Meet Jean Milligan, LLD. She’s the reason you feel this way. As Head of Physical Training at Jordanhill College for thirty-nine years, an estimated 40,000 future P.E. teachers passed through Jean’s hands. She was also the driving force behind the creation of the Royal Scottish Country Dancing Society, and many, many other organisations with similar aims. Jean could be said to have singlehandedly rescued Scottish country dancing, revived its fortunes, pushed it into schools and popularised it all over the globe. I’ve just finished reading a biography which left me equally in awe of and exhausted by her.

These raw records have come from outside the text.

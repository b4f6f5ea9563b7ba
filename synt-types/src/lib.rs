//! Synt-specific data transfer objects, errors, and configuration primitives.
#![warn(missing_docs)]

mod config;
mod error;
mod movement;
mod reports;
mod session;
mod threshold;

pub use config::{DEFAULT_STEP, DateRange, Frequency, RECOGNIZED_STEPS, SyntConfig};
pub use error::SyntError;
pub use movement::{Direction, MovementAnalysis, MovementEvent, ThresholdStat};
pub use reports::{AnalysisOutcome, PriceSummary, SyntReport};
pub use session::{Session, SessionTable};
pub use threshold::{Threshold, ThresholdSet};
use std::sync::Arc;
use std::time::Duration;

use chrono::{Days, NaiveDate};
use synt::{DateRange, HistorySource, SyntError, SyntReport};

/// Return a history source for the demos.
///
/// Set `SYNT_DEMOS_SLOW_SOURCE` to add latency to the fixture, which makes
/// the timeout and fallback paths visible in the tracing demo.
#[must_use]
pub fn get_source() -> Arc<dyn HistorySource> {
    let src = synt_mock::MockSource::new();
    if std::env::var("SYNT_DEMOS_SLOW_SOURCE").is_ok() {
        Arc::new(src.with_delay(Duration::from_millis(250)))
    } else {
        Arc::new(src)
    }
}

/// The `days` calendar days ending at `end` (exclusive).
///
/// # Errors
/// Returns `InvalidArg` if `days` is zero or underflows the calendar.
pub fn trailing_range(end: NaiveDate, days: u64) -> Result<DateRange, SyntError> {
    let start = end
        .checked_sub_days(Days::new(days))
        .ok_or_else(|| SyntError::InvalidArg(format!("{days} days before {end}")))?;
    DateRange::new(start, end)
}

/// Print the movement table (most recent first) and the per-threshold rates.
pub fn print_report(report: &SyntReport) {
    let s = &report.summary;
    println!(
        "{} sessions ({}) {} .. {}: min {} / avg {} / max {}",
        s.sessions, report.frequency, s.first_date, s.last_date, s.min_close, s.avg_close, s.max_close
    );

    let a = &report.analysis;
    if a.insufficient_data {
        println!("Not enough sessions for a step of {}.", a.step);
        return;
    }
    if a.events.is_empty() {
        println!("No movements over {} intervals.", a.total_intervals);
    } else {
        println!(
            "{:<10} | {:>3} | {:<4} | {:>9} | {:<6} | {:>9}",
            "Month", "Day", "Dir", "Reference", "Thresh", "Effective"
        );
        println!("{:-<11}|{:-<5}|{:-<6}|{:-<11}|{:-<8}|{:-<10}", "", "", "", "", "", "");
        for e in a.events_by_date_desc() {
            println!(
                "{:<10} | {:>3} | {:<4} | {:>9.2} | {:<6} | {:>9.2}",
                e.month_name(),
                e.day(),
                e.direction.to_string(),
                e.reference_price,
                e.threshold_name,
                e.effective_price
            );
        }
    }

    println!("\nIntervals compared: {}", a.total_intervals);
    for stat in &a.stats {
        println!(
            "  {:<6} >= {:>5.2}: {:>3} hits, {}",
            stat.name,
            stat.threshold_value,
            stat.hit_count,
            stat.hit_rate_label()
        );
    }
}
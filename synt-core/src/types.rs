//! Re-export of foundational types from `synt-types` and `paft`.
// Consolidated re-exports so downstream crates can depend on `synt-core` only

pub use synt_types::{
    AnalysisOutcome, DEFAULT_STEP, DateRange, Direction, Frequency, MovementAnalysis,
    MovementEvent, PriceSummary, RECOGNIZED_STEPS, Session, SessionTable, SyntConfig, SyntError,
    SyntReport, Threshold, ThresholdSet, ThresholdStat,
};

pub use paft::money::{Currency, IsoCurrency, Money};

pub use paft::market::responses::history::{Candle, HistoryMeta, HistoryResponse};

pub use rust_decimal::Decimal;
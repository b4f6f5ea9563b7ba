use chrono::NaiveDate;
use synt::{Synt, SyntConfig};
use synt_demos::common::{get_source, print_report, trailing_range};

// Thresholds are decimal strings; a zero value disables the threshold.
const CONFIG: &str = r#"{
    "frequency": "monthly",
    "step": 3,
    "thresholds": [
        { "name": "SMALL", "value": "2.50" },
        { "name": "LARGE", "value": "7.50" },
        { "name": "OFF", "value": "0" }
    ],
    "source_timeout": { "secs": 3, "nanos": 0 }
}"#;

#[tokio::main]
async fn main() -> Result<(), Box<dyn std::error::Error>> {
    let cfg: SyntConfig = serde_json::from_str(CONFIG)?;
    println!(
        "Loaded config: {} frequency, step {} (offered steps: {:?})",
        cfg.frequency,
        cfg.step,
        synt::RECOGNIZED_STEPS
    );
    if !cfg.is_recognized_step() {
        println!("note: step {} is not one of the offered values", cfg.step);
    }

    let synt = Synt::builder().with_source(get_source()).config(cfg).build()?;

    let end = NaiveDate::from_ymd_opt(2025, 10, 1).ok_or("invalid date")?;
    let report = synt.run(trailing_range(end, 3 * 365)?).await?;
    print_report(&report);

    // Round-trip the active configuration for inspection.
    println!("\n{}", serde_json::to_string_pretty(synt.config())?);
    Ok(())
}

Getting back to you, though. Have you ever found that, actually, those lessons did their job? Have you been at a wedding or ceilidh with absolutely no intention of dancing, been dragged up for a Gay Gordons and found that you just knew what to do? That those dances seem to have been lying there, somewhere in your physical memory, perhaps one of the only things that everyone who went to school in this country can claim to have in common.
I’m beginning to write a play, working title Take Your Partners. Some of the things it may be about: Scottish country dancing, physical memory, adolescent awkwardness, Scottishness, ‘Scottishness’, Jean Milligan and her unstoppable energy, socialising, social class, the Twentieth Century, teenage lust, group politik, history, culture.
If you’ve got any memories you’d like to share with me, that may eventually become part of the play, I’d absolutely love to hear them. I’ll give full credit to any stories that form part of the piece, unless it’s all still too traumatic and awkward and you’d like to remain anonymous. I’m going to be pulling together stories over the next couple of weeks. Please do get in touch: kirstin [a t] wordsperminute [d o t] org [d o t] uk.
THANK YOU. x
*Okay Ms Viviani, you were right. I bloody love a ceilidh at a wedding, I do.
The compulsory Scottish Country Dancing lessons at PE, from Bruntsfield Primary School to James Gillespies High School, are a huge reason why I left my last PE lesson thinking “Well, that’s it: I never, ever have to go back” with pure joy.
I can’t dance. According to family anecdote, my grandfather had exactly the same problem (he also, like me, had an accent that remained unchanged from earliest childhood no matter how long he spent in other countries). When people say “feel the rhythm” “move with the music” – I can’t do it. I also can’t tell one tune from another and generally, in any dance pattern, only knew what to do/when by following what the person next to me was doing.
All of this was assumed by every PE teacher I ever had, and all of my classmates, to be just me not trying – or being innately clumsy. (I also have poor depth perception due to being shortsighted from birth, diagnosed late, which I can’t say helped.)
That I was a fat unattractive girl who didn’t yet know she was a lesbian (I didn’t consciously figure it out til 16) but did know that I didn’t want to spend time holding hands with boys who made no secret of how much they loathed me, or girls who despised me, didn’t make the lessons any happier. The best thing about them was that there was usually an odd number, and if one timed it right – carefully hanging back and avoiding everyone’s eye – I could spend most dancing lesssons sitting on a pile of mats being bored, but better bored than in torment.
I’ve been to ceilidhs as an adult, and enjoyed watching people dance – especially gay ceilidhs – and I don’t mind (as an adult) filling in one space in a figure if needed, on the clear understanding that I’ll be walking the pattern, not dancing it. But generally, as a wedding, if someone grabs my arm and invites me to dance, I sit down a bit more firmly and tell them no way: it was hell enough as a child when no one lets you decide for yourself what you want to do, but now I’m an adult, I can say no.
Came upon your link on google images! i recently found out that Dr Jean Milligan is my great grandfather’s sister! Learning about her amazing life at the moment also and will be reading her biography very soon. Get in touch if you want to chat more.
It’s not much, but in first year it was ridiculously embarrassing – I was picked, more than a few times, by the teacher to show the rest of the class what to do. Think it may have been because I was the tallest girl in the class, as if that wasn’t enought to deal with!
I will say though, I love a ceilidh and can’t help getting right in to an Orcadian Strip The Willow! So thankful for the social dancing classes now.